6.1    Verweerder heeft hardnekkig en zonder grond volhard in zijn weigering om een notariële boedelbeschrijving te laten opmaken. Verweerder heeft daarbij een rechterlijk bevel in de wind geslagen. Verweerder heeft verzuimd om klager te informeren over zijn werkzaamheden als executeur en over de stand van zaken van de afwikkeling van de nalatenschap. Verweerder heeft daarnaast verzuimd om de erfbelasting te betalen en om klager op de hoogte te stellen van de situatie met betrekking tot de erfbelasting. Verweerder schuwt tot slot niet het voeren van procedures tegen klager waarvan de kans van slagen nihil is. Verweerder heeft met dit alles de belangen van klager ernstig veronachtzaamd. De raad acht de maatregel van berisping passend.

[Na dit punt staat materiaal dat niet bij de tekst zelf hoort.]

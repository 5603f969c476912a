mod detail;

pub use detail::TeamDetail;

use dioxus::prelude::*;
use dioxus_logger::tracing;
use league_api::{listing::SortDirection, model::team::TeamFilter};

use crate::client::{
    api::use_client,
    component::{
        listing::{use_listing, use_rows, FilterPanel, SortableHeader, TextFilter},
        page::{ApiErrorPage, EmptyState, LoadingPage},
        Page, PaginationControls,
    },
    constant::SITE_NAME,
    format,
    route::ProfileLink,
    router::Route,
};

#[component]
pub fn Teams() -> Element {
    let client = use_client();

    let teams = use_resource(move || {
        let client = client.clone();
        async move {
            client
                .teams()
                .get_all(&TeamFilter::default())
                .await
                .inspect_err(|err| tracing::error!("Failed to fetch teams: {}", err))
        }
    });
    let listing = use_listing(use_rows(teams), "name", SortDirection::Asc);

    let body = match &*teams.read_unchecked() {
        None => return rsx!(LoadingPage {}),
        Some(Err(err)) => return rsx!(ApiErrorPage { error: err.clone() }),
        Some(Ok(_)) => listing.page.read().clone(),
    };

    rsx! {
        Title { "Teams | {SITE_NAME}" }
        Page {
            class: "flex flex-col items-center w-full",
            div {
                class: "w-full max-w-6xl",
                h1 { class: "text-lg sm:text-2xl mb-6", "Teams" }
                FilterPanel {
                    on_apply: move |_| listing.apply_filters(),
                    on_reset: move |_| listing.reset_filters(),
                    TextFilter { label: "Name", field: "name", filters: listing.filters }
                    TextFilter { label: "Category", field: "category", filters: listing.filters }
                    TextFilter { label: "Coach", field: "coachName", filters: listing.filters }
                }
                if listing.rows.read().is_empty() {
                    EmptyState { title: "No teams found" }
                } else {
                    div {
                        class: "overflow-x-auto",
                        table {
                            class: "table table-zebra w-full",
                            thead {
                                tr {
                                    SortableHeader { label: "Name", field: "name", sort: listing.sort }
                                    SortableHeader { label: "Category", field: "category", sort: listing.sort }
                                    SortableHeader { label: "Coach", field: "coachName", sort: listing.sort }
                                    SortableHeader { label: "Players", field: "playerCount", sort: listing.sort }
                                    SortableHeader { label: "Competitions", field: "competitionCount", sort: listing.sort }
                                    th {}
                                }
                            }
                            tbody {
                                for team in body {
                                    tr {
                                        td {
                                            div {
                                                class: "flex items-center gap-3",
                                                if let Some(logo) = &team.logo {
                                                    img { class: "w-8 h-8 rounded-full object-cover", src: "{logo}", alt: "" }
                                                }
                                                span { class: "font-semibold", "{format::text(team.name.as_deref())}" }
                                            }
                                        }
                                        td { "{format::text(team.category.as_deref())}" }
                                        td {
                                            ProfileLink { user_id: team.coach_id, name: team.coach_name.clone() }
                                        }
                                        td { "{format::number(team.player_count)}" }
                                        td { "{format::number(team.competition_count)}" }
                                        td {
                                            class: "text-right",
                                            if let Some(id) = team.id {
                                                Link { to: Route::TeamDetail { id }, class: "btn btn-sm btn-ghost", "View" }
                                            }
                                        }
                                    }
                                }
                            }
                        }
                    }
                    PaginationControls { pagination: listing.pagination }
                }
            }
        }
    }
}
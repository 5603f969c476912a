use std::str::FromStr;

use dioxus::prelude::*;
use dioxus_logger::tracing;
use league_api::model::notification::NotificationDto;

use crate::client::{
    api::use_client,
    component::{page::EmptyState, ConfirmationModal, Page},
    constant::SITE_NAME,
    format,
    model::notification::NotificationContext,
    router::Route,
};

#[component]
pub fn Notifications() -> Element {
    let notifications = use_context::<NotificationContext>();
    let client = use_client();
    let mut loading = use_signal(|| true);

    use_future({
        let client = client.clone();
        move || {
            let client = client.clone();
            async move {
                notifications.refresh(&client).await;
                loading.set(false);
            }
        }
    });

    let mark_all_read = {
        let client = client.clone();
        move |_| {
            let client = client.clone();
            spawn(async move {
                match client.notifications().mark_all_as_read().await {
                    Ok(()) => notifications.update(|center| center.mark_all_read()),
                    Err(err) => tracing::error!("Failed to mark notifications as read: {}", err),
                }
            });
        }
    };

    let center = notifications.read().clone();

    rsx! {
        Title { "Notifications | {SITE_NAME}" }
        Page {
            class: "flex flex-col items-center w-full",
            div {
                class: "w-full max-w-3xl flex flex-col gap-4",
                div {
                    class: "flex justify-between items-center",
                    h1 { class: "text-lg sm:text-2xl", "Notifications" }
                    button {
                        class: "btn btn-sm",
                        disabled: !center.has_unread(),
                        onclick: mark_all_read,
                        "Mark all as read"
                    }
                }
                if loading() && center.notifications.is_empty() {
                    span { class: "loading loading-spinner" }
                } else if center.notifications.is_empty() {
                    EmptyState { title: "You have no notifications" }
                } else {
                    ul {
                        class: "list bg-base-200 rounded-box",
                        for notification in center.notifications.clone() {
                            NotificationRow { notification }
                        }
                    }
                }
            }
        }
    }
}

#[component]
fn NotificationRow(notification: NotificationDto) -> Element {
    let notifications = use_context::<NotificationContext>();
    let client = use_client();
    let nav = navigator();
    let mut show_delete = use_signal(|| false);
    let mut deleting = use_signal(|| false);

    let id = notification.id;
    let target = notification
        .target_path()
        .and_then(|path| Route::from_str(&path).ok());
    let is_read = notification.is_read;

    let open = {
        let client = client.clone();
        move |_| {
            let client = client.clone();
            let target = target.clone();
            spawn(async move {
                if let (Some(id), false) = (id, is_read) {
                    match client.notifications().mark_as_read(id).await {
                        Ok(()) => notifications.update(|center| {
                            center.mark_read(id);
                        }),
                        Err(err) => tracing::error!("Failed to mark notification {} as read: {}", id, err),
                    }
                }
                if let Some(target) = target {
                    nav.push(target);
                }
            });
        }
    };

    let delete = move |_| {
        let Some(id) = id else {
            return;
        };
        let client = client.clone();
        deleting.set(true);
        spawn(async move {
            match client.notifications().delete(id).await {
                Ok(()) => notifications.update(|center| center.remove(id)),
                Err(err) => tracing::error!("Failed to delete notification {}: {}", id, err),
            }
            deleting.set(false);
            show_delete.set(false);
        });
    };

    rsx! {
        li {
            class: if is_read { "list-row opacity-60" } else { "list-row" },
            div {
                class: "list-col-grow cursor-pointer",
                onclick: open,
                p { class: if is_read { "" } else { "font-semibold" }, "{notification.message}" }
                p {
                    class: "text-xs opacity-60",
                    "{format::text(notification.sender_name.as_deref())} · {format::date_time(notification.created_at)}"
                }
            }
            button {
                class: "btn btn-xs btn-ghost",
                onclick: move |_| show_delete.set(true),
                "Delete"
            }
            ConfirmationModal {
                show: show_delete,
                title: "Delete notification",
                message: "This notification will be removed.",
                confirm_text: "Delete",
                is_processing: deleting(),
                on_confirm: delete,
            }
        }
    }
}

7    GRIFFIERECHT EN KOSTENVEROORDELING

7.1    Omdat de raad de klacht gegrond verklaart, moet verweerder op grond van artikel 46e, vijfde lid, Advocatenwet het door klager betaalde griffierecht van € 50 aan hem vergoeden.

7.2     Omdat de raad een maatregel oplegt, zal de raad verweerder daarnaast op grond van artikel 48ac, eerste lid, Advocatenwet veroordelen in de volgende proceskosten:

a) € 750 kosten van de Nederlandse Orde van Advocaten en

b) € 500 kosten van de Staat.

7.3     Verweerder moet het bedrag van € 1.250,- binnen vier weken nadat deze beslissing onherroepelijk is geworden, overmaken naar rekeningnummer lBAN: NL85 lNGB 0000 079000, BIC: INGBNL2A, Nederlandse Orde van Advocaten, Den Haag, onder vermelding van “kostenveroordeling raad van discipline" en het zaaknummer.

BESLISSING

De raad van discipline:

-    verklaart de klacht in alle onderdelen gegrond;

-    legt aan verweerder de maatregel van berisping op;

-    veroordeelt verweerder tot betaling van het griffierecht van EUR 50 aan klager;

-    veroordeelt verweerder tot betaling van de proceskosten van € 1250 aan de Nederlandse Orde van Advocaten, op de manier en binnen de termijn als hiervóór bepaald in 7.3.

Aldus beslist door mr. M.P.J.G. Göbbels, voorzitter, mrs. M.P. de Klerk, P.J.E.M. Nuiten, P.C.M. van Schijndel en P.S. Kamminga, leden, bijgestaan door mr. A. Tijs als griffier en uitgesproken in het openbaar op 23 maart 2020.